“We said if you rode the race, you had a blast,’’ Bill Boles, president of the Friends of Wompatuck, said of the fund-raising event. “But if you wandered off the trail, you might have a blast of another kind.’’
Now a federal project to clean up the “burning grounds’’ at Wompatuck is expected to conclude a decades-long effort by the Army Corps of Engineers to resolve all the park’s contamination issues dating to its history as an ammunition storage and weapons development site.
Begun three years ago, the project to study and propose solutions for the contaminated area, about one to two acres, where the military disposed of old munitions and weapons materials during and after World War II, raises hope that all of the parkland property acquired by the state more than 40 years ago will finally be open to the public.
“One would hope this [the project] is coming to the end of a very long process,’’ Boles said.
Corps officials are studying a report received in May on the project’s analysis of the contamination and a range of proposed solutions, which range from removing contaminated soil to simply posting warning signs and taking down the wire fence that bars people from the site, not far from the park’s campground.
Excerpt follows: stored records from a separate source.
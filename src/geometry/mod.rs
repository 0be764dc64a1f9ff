pub mod hit_testing;

pub use hit_testing::{distance_to_segment, hit_geometry, point_in_polygon, Contact};
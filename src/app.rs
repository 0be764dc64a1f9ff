use std::cell::RefCell;
use std::rc::Rc;

use log::{error, info};
use serde::{Deserialize, Serialize};

use crate::element::{Element, Ellipse, HSpan, Line, Point, Polygon, Rectangle, VSpan};
use crate::error::ToolError;
use crate::input::{self, InputHandler};
use crate::panels;
use crate::renderer::PlotCanvas;
use crate::style::StyleOptions;
use crate::surface::SurfaceHandle;
use crate::tools::{AnnotationTool, Tool, ToolConfig};

/// The shape family the next spawn click creates
#[derive(Debug, Clone, Copy, PartialEq, Eq, Default, Serialize, Deserialize)]
pub enum Family {
    #[default]
    Points,
    Lines,
    Rectangles,
    Ellipses,
    Polygons,
    Hspans,
    Vspans,
}

impl Family {
    pub const ALL: [Self; 7] = [
        Self::Points,
        Self::Lines,
        Self::Rectangles,
        Self::Ellipses,
        Self::Polygons,
        Self::Hspans,
        Self::Vspans,
    ];

    pub fn label(&self) -> &'static str {
        match self {
            Self::Points => "Points",
            Self::Lines => "Lines",
            Self::Rectangles => "Rectangles",
            Self::Ellipses => "Ellipses",
            Self::Polygons => "Polygons",
            Self::Hspans => "Horizontal spans",
            Self::Vspans => "Vertical spans",
        }
    }

    fn index(&self) -> usize {
        *self as usize
    }
}

/// One canvas and one tool per family, all sharing the canvas arbiter
pub struct Workspace {
    canvas: Rc<RefCell<PlotCanvas>>,
    tools: Vec<Box<dyn AnnotationTool>>,
    input: InputHandler,
}

impl std::fmt::Debug for Workspace {
    fn fmt(&self, f: &mut std::fmt::Formatter<'_>) -> std::fmt::Result {
        f.debug_struct("Workspace")
            .field("tools", &self.tools.iter().map(|t| t.name()).collect::<Vec<_>>())
            .finish()
    }
}

impl Workspace {
    pub fn new(config: &ToolConfig, active: Family) -> Result<Self, ToolError> {
        let canvas = Rc::new(RefCell::new(PlotCanvas::default()));
        let surface: SurfaceHandle = canvas.clone();
        let config = ToolConfig {
            autostart: false,
            ..config.clone()
        };

        // Order follows Family::ALL
        let tools: Vec<Box<dyn AnnotationTool>> = vec![
            create_tool::<Point>(&surface, &config)?,
            create_tool::<Line>(&surface, &config)?,
            create_tool::<Rectangle>(&surface, &config)?,
            create_tool::<Ellipse>(&surface, &config)?,
            create_tool::<Polygon>(&surface, &config)?,
            create_tool::<HSpan>(&surface, &config)?,
            create_tool::<VSpan>(&surface, &config)?,
        ];

        let mut workspace = Self {
            canvas,
            tools,
            input: InputHandler::new(),
        };
        workspace.activate(active);
        Ok(workspace)
    }

    pub fn canvas(&self) -> &Rc<RefCell<PlotCanvas>> {
        &self.canvas
    }

    pub fn tool(&self, family: Family) -> Option<&dyn AnnotationTool> {
        self.tools.get(family.index()).map(|tool| tool.as_ref())
    }

    pub fn tool_mut(&mut self, family: Family) -> Option<&mut (dyn AnnotationTool + 'static)> {
        self.tools.get_mut(family.index()).map(|tool| tool.as_mut())
    }

    /// Start `family`'s tool and stop the others. Stopped tools still let
    /// their shapes be edited and removed.
    pub fn activate(&mut self, family: Family) {
        for (i, tool) in self.tools.iter_mut().enumerate() {
            if i == family.index() {
                tool.start();
            } else if tool.is_active() {
                tool.stop();
            }
        }
        info!("Active tool: {}", family.label());
    }

    pub fn clear_all(&mut self) {
        for tool in &mut self.tools {
            tool.clear();
        }
    }

    pub fn reset_all(&mut self) {
        for tool in &mut self.tools {
            tool.reset();
        }
    }

    /// Feed this frame's pointer input over `plot_rect` to every tool
    pub fn handle_input(&mut self, ctx: &egui::Context, plot_rect: egui::Rect) {
        let events = {
            let canvas = self.canvas.borrow();
            self.input
                .process_input(ctx, plot_rect, |pos| canvas.screen_to_data(pos))
        };
        if events.is_empty() {
            return;
        }

        let surface: SurfaceHandle = self.canvas.clone();
        let mut tools: Vec<&mut dyn AnnotationTool> = self
            .tools
            .iter_mut()
            .map(|tool| &mut **tool as &mut dyn AnnotationTool)
            .collect();
        for event in &events {
            input::route_event(event, &surface, &mut tools);
        }
    }
}

/// Build one family's tool, stopped, with creation logging attached
fn create_tool<E: Element>(
    surface: &SurfaceHandle,
    config: &ToolConfig,
) -> Result<Box<dyn AnnotationTool>, ToolError> {
    let tool = Tool::<E>::with_config(
        surface.clone(),
        config.clone(),
        StyleOptions::default(),
        E::Options::default(),
    )?;
    tool.on_create(|event| info!("Created {} {}", E::KIND, event.shape.id()));
    tool.on_remove(|event| info!("Removed {} {}", E::KIND, event.shape.id()));
    Ok(Box::new(tool))
}

/// We derive Deserialize/Serialize so we can persist app state on shutdown.
#[derive(Serialize, Deserialize, Debug, Default)]
#[serde(default)] // if we add new fields, give them default values when deserializing old state
pub struct AnnotateApp {
    active: Family,
    config: ToolConfig,
    // Shapes are session-only
    #[serde(skip)]
    workspace: Option<Workspace>,
}

impl AnnotateApp {
    /// Called once before the first frame.
    pub fn new(cc: &eframe::CreationContext<'_>) -> Self {
        let mut app: Self = cc
            .storage
            .and_then(|storage| eframe::get_value(storage, eframe::APP_KEY))
            .unwrap_or_default();
        app.workspace = match Workspace::new(&app.config, app.active) {
            Ok(workspace) => Some(workspace),
            Err(err) => {
                error!("Failed to set up annotation tools: {err}");
                None
            }
        };
        app
    }

    pub fn active_family(&self) -> Family {
        self.active
    }

    pub fn set_active_family(&mut self, family: Family) {
        self.active = family;
        if let Some(workspace) = &mut self.workspace {
            workspace.activate(family);
        }
    }

    pub fn workspace(&self) -> Option<&Workspace> {
        self.workspace.as_ref()
    }

    pub fn workspace_mut(&mut self) -> Option<&mut Workspace> {
        self.workspace.as_mut()
    }
}

impl eframe::App for AnnotateApp {
    /// Called by the frame work to save state before shutdown.
    fn save(&mut self, storage: &mut dyn eframe::Storage) {
        eframe::set_value(storage, eframe::APP_KEY, self);
    }

    /// Called each time the UI needs repainting, which may be many times per second.
    fn update(&mut self, ctx: &egui::Context, _frame: &mut eframe::Frame) {
        panels::tools_panel(self, ctx);
        panels::central_panel(self, ctx);
    }
}
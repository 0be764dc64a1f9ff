use egui::{Pos2, Rect, pos2};

use crate::surface::Geometry;

/// Where a pointer landed on a piece of geometry
#[derive(Debug, Clone, Copy, PartialEq, Eq)]
pub enum Contact {
    Body,
    Vertex(usize),
}

/// Distance from `point` to the segment `a`-`b`
pub fn distance_to_segment(point: Pos2, a: Pos2, b: Pos2) -> f32 {
    let segment = b - a;
    let len_sq = segment.length_sq();
    if len_sq == 0.0 {
        return point.distance(a);
    }
    let t = ((point - a).dot(segment) / len_sq).clamp(0.0, 1.0);
    point.distance(a + segment * t)
}

/// Even-odd rule
pub fn point_in_polygon(point: Pos2, polygon: &[Pos2]) -> bool {
    if polygon.len() < 3 {
        return false;
    }
    let mut inside = false;
    let mut j = polygon.len() - 1;
    for i in 0..polygon.len() {
        let (pi, pj) = (polygon[i], polygon[j]);
        if (pi.y > point.y) != (pj.y > point.y)
            && point.x < (pj.x - pi.x) * (point.y - pi.y) / (pj.y - pi.y) + pi.x
        {
            inside = !inside;
        }
        j = i;
    }
    inside
}

fn near_path(point: Pos2, path: &[Pos2], tolerance: f32) -> bool {
    match path {
        [] => false,
        [single] => point.distance(*single) <= tolerance,
        _ => path
            .windows(2)
            .any(|w| distance_to_segment(point, w[0], w[1]) <= tolerance),
    }
}

/// Test `geometry` against a pointer at data position `position`.
///
/// Distances are measured in normalized (axes fraction) space so the
/// tolerance means the same on both axes whatever the data limits are.
/// Pinned markers must be passed through `Geometry::resolve` first; left
/// unresolved they never hit.
pub fn hit_geometry(
    geometry: &Geometry,
    position: Pos2,
    tolerance: f32,
    to_normalized: impl Fn(Pos2) -> Pos2,
) -> Option<Contact> {
    let p = to_normalized(position);
    let hit = match geometry {
        Geometry::Markers(markers) => {
            return markers
                .iter()
                .enumerate()
                .map(|(i, m)| (i, to_normalized(*m).distance(p)))
                .filter(|(_, d)| *d <= tolerance)
                .min_by(|a, b| a.1.total_cmp(&b.1))
                .map(|(i, _)| Contact::Vertex(i));
        }
        Geometry::Polyline(points) => {
            let path: Vec<Pos2> = points.iter().map(|q| to_normalized(*q)).collect();
            near_path(p, &path, tolerance)
        }
        Geometry::Polygon(points) => {
            let mut path: Vec<Pos2> = points.iter().map(|q| to_normalized(*q)).collect();
            if let Some(first) = path.first().copied() {
                path.push(first);
            }
            point_in_polygon(p, &path) || near_path(p, &path, tolerance)
        }
        Geometry::Rect { min, size } => {
            let rect = Rect::from_two_pos(to_normalized(*min), to_normalized(*min + *size));
            rect.expand(tolerance).contains(p)
        }
        Geometry::Ellipse { center, size } => {
            let c = to_normalized(*center);
            let r = (to_normalized(*center + *size / 2.0) - c).abs();
            if r.x <= f32::EPSILON || r.y <= f32::EPSILON {
                p.distance(c) <= tolerance
            } else {
                let d = p - c;
                let (rx, ry) = (r.x + tolerance, r.y + tolerance);
                (d.x / rx).powi(2) + (d.y / ry).powi(2) <= 1.0
            }
        }
        Geometry::HBand { bottom, top } => {
            let y0 = to_normalized(pos2(position.x, *bottom)).y;
            let y1 = to_normalized(pos2(position.x, *top)).y;
            p.y >= y0.min(y1) - tolerance && p.y <= y0.max(y1) + tolerance
        }
        Geometry::VBand { left, right } => {
            let x0 = to_normalized(pos2(*left, position.y)).x;
            let x1 = to_normalized(pos2(*right, position.y)).x;
            p.x >= x0.min(x1) - tolerance && p.x <= x0.max(x1) + tolerance
        }
        Geometry::HLine { y } => (to_normalized(pos2(position.x, *y)).y - p.y).abs() <= tolerance,
        Geometry::VLine { x } => (to_normalized(pos2(*x, position.y)).x - p.x).abs() <= tolerance,
        Geometry::HMarkers { .. } | Geometry::VMarkers { .. } => false,
    };
    hit.then_some(Contact::Body)
}

#[cfg(test)]
mod tests {
    use super::*;
    use egui::vec2;

    fn identity(p: Pos2) -> Pos2 {
        p
    }

    #[test]
    fn test_markers_report_nearest_index() {
        let markers = Geometry::Markers(vec![pos2(0.0, 0.0), pos2(1.0, 0.0), pos2(1.1, 0.0)]);
        assert_eq!(
            hit_geometry(&markers, pos2(1.08, 0.0), 0.1, identity),
            Some(Contact::Vertex(2))
        );
        assert_eq!(hit_geometry(&markers, pos2(0.5, 0.5), 0.1, identity), None);
    }

    #[test]
    fn test_rect_and_ellipse_bodies() {
        let rect = Geometry::Rect { min: pos2(0.2, 0.2), size: vec2(0.4, 0.2) };
        assert_eq!(hit_geometry(&rect, pos2(0.3, 0.3), 0.01, identity), Some(Contact::Body));
        assert_eq!(hit_geometry(&rect, pos2(0.7, 0.3), 0.01, identity), None);

        let ellipse = Geometry::Ellipse { center: pos2(0.5, 0.5), size: vec2(0.4, 0.2) };
        assert_eq!(hit_geometry(&ellipse, pos2(0.65, 0.5), 0.01, identity), Some(Contact::Body));
        // Inside the bounding box but outside the ellipse
        assert_eq!(hit_geometry(&ellipse, pos2(0.69, 0.59), 0.01, identity), None);
    }

    #[test]
    fn test_polygon_is_filled() {
        let triangle = Geometry::Polygon(vec![pos2(0.0, 0.0), pos2(1.0, 0.0), pos2(0.0, 1.0)]);
        assert!(hit_geometry(&triangle, pos2(0.2, 0.2), 0.01, identity).is_some());
        assert!(hit_geometry(&triangle, pos2(0.8, 0.8), 0.01, identity).is_none());
    }

    #[test]
    fn test_segment_distance() {
        let d = distance_to_segment(pos2(0.5, 1.0), pos2(0.0, 0.0), pos2(1.0, 0.0));
        assert!((d - 1.0).abs() < 1e-6);
        let d = distance_to_segment(pos2(2.0, 0.0), pos2(0.0, 0.0), pos2(1.0, 0.0));
        assert!((d - 1.0).abs() < 1e-6);
    }
}
use egui::Pos2;

/// Lifecycle transitions host code can subscribe to
#[derive(Debug, Clone, Copy, PartialEq, Eq, Hash)]
pub enum LifecycleEvent {
    /// A spawn gesture completed
    Create,
    /// A shape was removed by a pick or by `remove`
    Remove,
    /// Geometry changed during a vertex or shape drag
    Change,
    VertexPress,
    VertexMove,
    VertexRelease,
    DragPress,
    DragMove,
    DragRelease,
}

impl LifecycleEvent {
    pub const ALL: [Self; 9] = [
        Self::Create,
        Self::Remove,
        Self::Change,
        Self::VertexPress,
        Self::VertexMove,
        Self::VertexRelease,
        Self::DragPress,
        Self::DragMove,
        Self::DragRelease,
    ];

    pub fn name(&self) -> &'static str {
        match self {
            Self::Create => "on_create",
            Self::Remove => "on_remove",
            Self::Change => "on_change",
            Self::VertexPress => "on_vertex_press",
            Self::VertexMove => "on_vertex_move",
            Self::VertexRelease => "on_vertex_release",
            Self::DragPress => "on_drag_press",
            Self::DragMove => "on_drag_move",
            Self::DragRelease => "on_drag_release",
        }
    }
}

/// Payload handed to every callback
#[derive(Debug)]
pub struct ToolEvent<'a, E> {
    pub kind: LifecycleEvent,
    /// The affected shape. For `Remove` its visuals are already detached.
    pub shape: &'a E,
    /// Vertex index for the vertex events
    pub vertex: Option<usize>,
    /// Pointer position, absent for host-initiated removals
    pub position: Option<Pos2>,
}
Located within the boundaries of four towns - Cohasset, Hingham, Norwell, and Scituate - Wompatuck State Park was once part of the Hingham Naval Ammunition Depot Annex, used from 1941 until 1965. The nearly 3,600-acre park contains more than 110 now-filled storage bunkers, including - according to the site’s historians - one that housed parts of the Navy’s first nuclear depth charge.
Acquired by the state in 1967, the park offers some 40 miles of wooded mountain bike and hiking trails, 12 miles of paved bicycle trails, more than 250 campsites, and open water for boating and fishing.
Cleaning up contamination resulting from ammunition and fuel storage and disposal has been a long story for the park, Boles said.
The site’s concrete munitions storage bunkers, some designed with loading docks, were filled and closed by the Corps. But before they were capped, youngsters would climb inside to hang out, play music, and sing.